あたしはこれ幸いとばかりに自分の存在感を消していた。
ナオヤと呼ばれた泥人間は、多少和らいだ口調で説明し出す。
「あの子が助けてくれた」
彼らが一斉にこちらを見た。
あたしは目を合わせないように、もじもじと膝を摺り寄せる。
「まさか」とメタボロン毛が首を振っている。
「誰もあそこには近寄れなかったのに?」
元サーファーが近寄ってくる。及び腰になり、あたしは両手にグーを形作り身構えた。
「君、どうやって?」
「彼女は黒谷、」
ナオヤが親指で指したまま、助け船を請うような目付きでこちらを見る。
「……麻奈」と教えてあげる。

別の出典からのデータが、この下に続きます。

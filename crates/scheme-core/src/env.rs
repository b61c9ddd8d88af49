//! Lexical environments: a chain of mutable frames.
//!
//! The teacher's closures capture a flat `Arc<[Value]>` of already-resolved
//! upvalues (`crates/runtime/src/closures.rs`) because Seq compiles
//! variable references to array indices ahead of time. spec.md §3.1
//! instead calls environments "a shared handle denoting a lexical frame
//! chain", which a tree-walking evaluator needs for late-bound symbol
//! lookup; this module builds that chain directly rather than compiling
//! it away, matching the teacher's own `Closure { env }` capture concept
//! generalized to named, chained frames.

use std::cell::RefCell;
use std::collections::HashMap;
use std::rc::Rc;

use crate::error::SchemeError;
use crate::symbol::Symbol;
use crate::value::Value;

#[derive(Debug)]
pub struct Frame {
    vars: HashMap<Symbol, Value>,
    parent: Option<EnvHandle>,
}

pub type EnvHandle = Rc<RefCell<Frame>>;

/// Construct a fresh global (parentless) environment.
pub fn new_global() -> EnvHandle {
    Rc::new(RefCell::new(Frame {
        vars: HashMap::new(),
        parent: None,
    }))
}

/// Construct a child frame extending `parent`.
pub fn extend(parent: &EnvHandle) -> EnvHandle {
    Rc::new(RefCell::new(Frame {
        vars: HashMap::new(),
        parent: Some(parent.clone()),
    }))
}

/// Bind `name` in the innermost frame of `env`, shadowing any outer
/// binding of the same name (Scheme `define` semantics).
pub fn define(env: &EnvHandle, name: Symbol, value: Value) {
    env.borrow_mut().vars.insert(name, value);
}

/// Look up `name` by walking outward from `env` to the global frame.
pub fn lookup(env: &EnvHandle, name: &Symbol) -> Result<Value, SchemeError> {
    let mut current = env.clone();
    loop {
        let next_parent = {
            let frame = current.borrow();
            if let Some(v) = frame.vars.get(name) {
                return Ok(v.clone());
            }
            frame.parent.clone()
        };
        match next_parent {
            Some(parent) => current = parent,
            None => return Err(SchemeError::Eval(format!("unbound variable: {}", name))),
        }
    }
}

/// Mutate the nearest existing binding of `name` (Scheme `set!`
/// semantics). Errors if no frame in the chain already binds it.
pub fn set(env: &EnvHandle, name: &Symbol, value: Value) -> Result<(), SchemeError> {
    let mut current = env.clone();
    loop {
        let next_parent = {
            let mut frame = current.borrow_mut();
            if let Some(slot) = frame.vars.get_mut(name) {
                *slot = value;
                return Ok(());
            }
            frame.parent.clone()
        };
        match next_parent {
            Some(parent) => current = parent,
            None => return Err(SchemeError::Eval(format!("unbound variable: {}", name))),
        }
    }
}

pub fn is_bound(env: &EnvHandle, name: &Symbol) -> bool {
    lookup(env, name).is_ok()
}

冷たい口調になってしまったことに関しては申し開きしない。
「黒谷麻奈」とナオヤは言い直す。
ナオヤはあたしの両肩に手を添えると、あたかも物を扱うみたいに体の向きをひょいと転回する。
皆があたしの背中を見て、同時に息を飲むのが分かった。
あたしは逆に溜息を吐く。
ぜんまいがないのがそんなにすごいのか。
あたしから言わせれば、付いている方がどちらかと言えば奇異だ。